In this formula, \(\mathbf{x_1}\) and \(\mathbf{x_2}\) are column vectors of 0’s and 1’s where the value of each row depends on the type of vehicle. For example, we could set \(x_1\) equal to 1 if the vehicle is a truck and equal to 0 if not. Similarly, we can set \(x_2\) equal to 1 if the vehicle is a motorcycle and 0 if not.

Problem 1.3 Assume that \(x_1 = 1\) indicates a vehicle is a truck and \(x_1 = 0\) that it is not and \(x_2 = 1\) indicates a vehicle is a motorcycle and \(x_2 = 0\) that it is not. What is then the interpretation of each of the parameters in the model?

For cars \(x_1\) and \(x_2\) will both equal 0 so the expected CO2 emission will equal \(b_0\). For trucks \(x_1\) = 1 and \(x_2\) = 0 so \(b_1\) is the expected difference between truck emissions and car emissions (which will be positive if trucks emit more CO2 than cars). For motorcycles \(x_1 = 0\) and \(x_2 = 1\) so \(b_2\) is the expected difference between motorcycle emissions and car emissions (which will be negative if motorcycles emit less CO2 than cars).

1.6 Interpreting parameters

Throughout the course, and later on in your career, you will fit statistical models to data, and then need to interpret and communicate your findings to colleagues, stakeholders, or the public.

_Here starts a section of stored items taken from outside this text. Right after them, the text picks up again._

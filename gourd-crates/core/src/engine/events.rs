use enumset::enum_set;
use enumset::EnumSet;
use enumset::EnumSetType;

use crate::propagation::PropagatorId;

/// The kinds of changes a domain can undergo. A single domain operation can produce several of
/// them: every operation which removes values produces [`DomainEvent::Removal`], together with
/// the bound events of the bounds that moved and [`DomainEvent::Instantiate`] if one value is left.
#[derive(Debug, EnumSetType, Hash)]
pub enum DomainEvent {
    Instantiate,
    LowerBound,
    UpperBound,
    Removal,
}

/// The events a propagator subscribes to for one of its variables.
#[derive(Debug, Copy, Clone, PartialEq, Eq)]
pub struct DomainEvents {
    events: EnumSet<DomainEvent>,
}

impl DomainEvents {
    /// Lower and upper bound changes.
    pub const BOUNDS: DomainEvents =
        DomainEvents::new(enum_set!(DomainEvent::LowerBound | DomainEvent::UpperBound));
    /// Every change.
    pub const ANY: DomainEvents = DomainEvents::new(enum_set!(
        DomainEvent::Instantiate
            | DomainEvent::LowerBound
            | DomainEvent::UpperBound
            | DomainEvent::Removal
    ));
    pub const LOWER_BOUND: DomainEvents = DomainEvents::new(enum_set!(DomainEvent::LowerBound));
    pub const UPPER_BOUND: DomainEvents = DomainEvents::new(enum_set!(DomainEvent::UpperBound));
    /// The variable became fixed.
    pub const ASSIGN: DomainEvents = DomainEvents::new(enum_set!(DomainEvent::Instantiate));
    /// Values were removed. Since every change removes values, a propagator which only subscribes
    /// to this is always woken through its removal hook with the full delta.
    pub const REMOVAL: DomainEvents = DomainEvents::new(enum_set!(DomainEvent::Removal));

    pub const fn new(events: EnumSet<DomainEvent>) -> DomainEvents {
        DomainEvents { events }
    }

    pub fn events(&self) -> EnumSet<DomainEvent> {
        self.events
    }
}

/// The pending change of one variable: every event raised since the variable was last dispatched,
/// and the propagator which raised them.
///
/// There is one record per variable which is reused; a variable is in the queue at most once.
#[derive(Debug, Clone, Copy, Default, PartialEq, Eq)]
pub(crate) struct VariableEvent {
    pub(crate) mask: EnumSet<DomainEvent>,
    pub(crate) cause: EventCause,
}

#[derive(Debug, Clone, Copy, Default, PartialEq, Eq)]
pub(crate) enum EventCause {
    /// No event is pending.
    #[default]
    Nothing,
    /// All pending events come from this propagator.
    Propagator(PropagatorId),
    /// The events come from the search, or from more than one propagator.
    Unknown,
}

impl VariableEvent {
    pub(crate) fn is_empty(&self) -> bool {
        self.mask.is_empty()
    }

    pub(crate) fn add(&mut self, events: EnumSet<DomainEvent>, cause: Option<PropagatorId>) {
        self.cause = match (self.cause, cause) {
            (EventCause::Nothing, Some(propagator)) => EventCause::Propagator(propagator),
            (EventCause::Propagator(current), Some(propagator)) if current == propagator => {
                EventCause::Propagator(propagator)
            }
            _ => EventCause::Unknown,
        };
        self.mask |= events;
    }

    pub(crate) fn caused_by(&self, propagator: PropagatorId) -> bool {
        self.cause == EventCause::Propagator(propagator)
    }
}
use crate::engine::variables::DomainId;
use crate::propagation::ReadDomains;

/// A task of a [`CumulativePropagator`](super::CumulativePropagator): it starts at `start`, runs
/// for `duration` time units and ends at `end`, using `height` units of the resource throughout.
///
/// Durations and heights may not be negative.
#[derive(Clone, Copy, Debug)]
pub struct ArgTask {
    pub start: DomainId,
    pub duration: DomainId,
    pub end: DomainId,
    pub height: DomainId,
}

/// Structure which stores the variables related to a task, together with its index in the
/// propagator.
#[derive(Clone, Copy, Debug)]
pub(super) struct Task {
    pub(super) start: DomainId,
    pub(super) duration: DomainId,
    pub(super) end: DomainId,
    pub(super) height: DomainId,
    pub(super) id: usize,
}

impl Task {
    pub(super) fn new(task: ArgTask, id: usize) -> Task {
        Task {
            start: task.start,
            duration: task.duration,
            end: task.end,
            height: task.height,
            id,
        }
    }

    pub(super) fn earliest_start(&self, domains: &impl ReadDomains) -> i32 {
        domains.lower_bound(self.start)
    }

    pub(super) fn latest_start(&self, domains: &impl ReadDomains) -> i32 {
        domains.upper_bound(self.start)
    }

    pub(super) fn earliest_completion(&self, domains: &impl ReadDomains) -> i32 {
        domains.lower_bound(self.end)
    }

    pub(super) fn latest_completion(&self, domains: &impl ReadDomains) -> i32 {
        domains.upper_bound(self.end)
    }

    pub(super) fn min_duration(&self, domains: &impl ReadDomains) -> i32 {
        domains.lower_bound(self.duration)
    }

    pub(super) fn min_height(&self, domains: &impl ReadDomains) -> i32 {
        domains.lower_bound(self.height)
    }

    /// The energy the task consumes in every schedule.
    pub(super) fn min_energy(&self, domains: &impl ReadDomains) -> i64 {
        i64::from(self.min_duration(domains)) * i64::from(self.min_height(domains))
    }

    /// Whether the task runs in `[latest start, earliest completion)` in every schedule.
    pub(super) fn has_compulsory_part(&self, domains: &impl ReadDomains) -> bool {
        self.latest_start(domains) < self.earliest_completion(domains)
    }
}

You often hear the parameters in a linear model being referred to as “effects”. For example, in the vehicle emissions example, you might say that the “effect” of vehicle type was 2, or the effect of speed on emissions was 0.1. The word “effect” is tempting to use (and I am sure I will accidentally use it during the course) because it is an easy shorthand for describe the model results. However, the problem with the work “effect” is that it implies the independent variable causally affects the dependent variable. This is related to the idea that correlation is not causation. Just because we find a linear relationship between the dependent variable and the independent variable it does not indicate causation. If you need to be convinced of this statement, I highly recommend you check out the website: https://www.tylervigen.com/spurious-correlations

The safest way to interpret parameters in a statistical model is comparisons. For example, in CO2 emissions example, we can interpret the value of the parameter \(b_1\), associated with vehicle type, as the estimated average difference in CO2 emissions of trucks compared to cars, which was roughly 2 kg CO2/hr.. And for \(b_2\), the average difference in CO2 emissions of vehicles of the same type, but differing in speed by 1 km/hr is approximately 0.1 kg/hr. As you can see, it is a bit more awkward to describe model parameters as comparisons rather than effects, and in the case of CO2 emissions, the causal links between vehicle type and speed with CO2 emissions is straightforward, but it many cases this won’t be true. For example in many observational studies, if you find an association between two variables, it could be due to a causal link, but it could also be because the independent variable is correlated with another variable that is causally affects the dependent variable. If we use language like the “effect of x” in these cases gives the impression that it we experimentally manipulated x, it should the effect on y predicted by the linear model, which will not always be the case.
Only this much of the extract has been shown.